Structure and function of Holliday junctions complexed with ions and HU protein

Abstract

DNA four‐way junctions (4WJ) are central intermediates in processes such as replication and recombination. This project studies how different conformations of the junction relate to function, and how proteins interact with the junction to enhance or repress function. Previously, we have examined the 4WJ structure in the presence of different ions, and used Förster Resonance Energy Transfer (FRET) to map the binding site of the protein HU onto the junction. These FRET measurements were used to build four different models for the binding of HU protein to the Holliday Junction, an interaction with a stoichiometry of 2 to 1. Molecular dynamics simulations ensured that the models were energetically stable. The three stable models included HU bound to the major groove, minor groove, or face‐to‐face. The fourth model, which contained an open junction, though stable, did not agree with the FRET data acquired for the system. Further FRET measurements are needed to narrow the possible orientations for HU binding the junction. To address the function of the protein‐bound junction, a new, migrating 4WJ is being created and characterized.
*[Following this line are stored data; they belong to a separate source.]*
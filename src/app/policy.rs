//! Policy Façade: one typed entry point per hardening setting.
//!
//! Arguments are validated before the Safe Editor runs, so a rejected value
//! never touches the filesystem.

use crate::app::AppContext;
use crate::app::safe_edit::safe_edit;
use crate::domain::{AppError, EditResult, MinPasswordLength, PasswordRemember, Setting};
use crate::ports::{Clock, DiffTool, PrivilegedFilesystem};

/// Set `minlen` on the password-quality lines of `common-password` (8..=32).
pub fn set_min_password_length<F, D, C>(
    ctx: &AppContext<F, D, C>,
    min_length: u32,
) -> Result<EditResult, AppError>
where
    F: PrivilegedFilesystem,
    D: DiffTool,
    C: Clock,
{
    apply_setting(ctx, Setting::MinPasswordLength(MinPasswordLength::new(min_length)?))
}

/// Set `remember` on the `pam_unix.so` lines of `common-password` (0..=24).
pub fn set_password_remember<F, D, C>(
    ctx: &AppContext<F, D, C>,
    remember: u32,
) -> Result<EditResult, AppError>
where
    F: PrivilegedFilesystem,
    D: DiffTool,
    C: Clock,
{
    apply_setting(ctx, Setting::PasswordRemember(PasswordRemember::new(remember)?))
}

/// Strip `nullok` from `common-auth`.
pub fn disable_null_passwords<F, D, C>(ctx: &AppContext<F, D, C>) -> Result<EditResult, AppError>
where
    F: PrivilegedFilesystem,
    D: DiffTool,
    C: Clock,
{
    apply_setting(ctx, Setting::DisableNullPasswords)
}

pub fn set_aslr<F, D, C>(ctx: &AppContext<F, D, C>, enabled: bool) -> Result<EditResult, AppError>
where
    F: PrivilegedFilesystem,
    D: DiffTool,
    C: Clock,
{
    apply_setting(ctx, Setting::Aslr(enabled))
}

pub fn set_syn_cookies<F, D, C>(
    ctx: &AppContext<F, D, C>,
    enabled: bool,
) -> Result<EditResult, AppError>
where
    F: PrivilegedFilesystem,
    D: DiffTool,
    C: Clock,
{
    apply_setting(ctx, Setting::SynCookies(enabled))
}

/// Apply an already-validated setting to its file under the context root.
pub fn apply_setting<F, D, C>(
    ctx: &AppContext<F, D, C>,
    setting: Setting,
) -> Result<EditResult, AppError>
where
    F: PrivilegedFilesystem,
    D: DiffTool,
    C: Clock,
{
    tracing::info!(setting = setting.name(), "applying {}", setting);
    safe_edit(ctx, &setting.managed_edit(ctx.root()))
}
This 4WJ will be analyzed by FRET in the presence of ions and proteins to compare to the characteristics of the stationary junction. The free energy of both the mobile and immobile junctions will be analyzed by molecular dynamics to predict stability of each construct alone and when complexed with HU.This research is supported by an the NSF (MCB‐0316625; MCB‐0843656 to I.M.), the NIH (GM‐076490 to D.L.B.), and by NIGMS Training grant T32GM08271.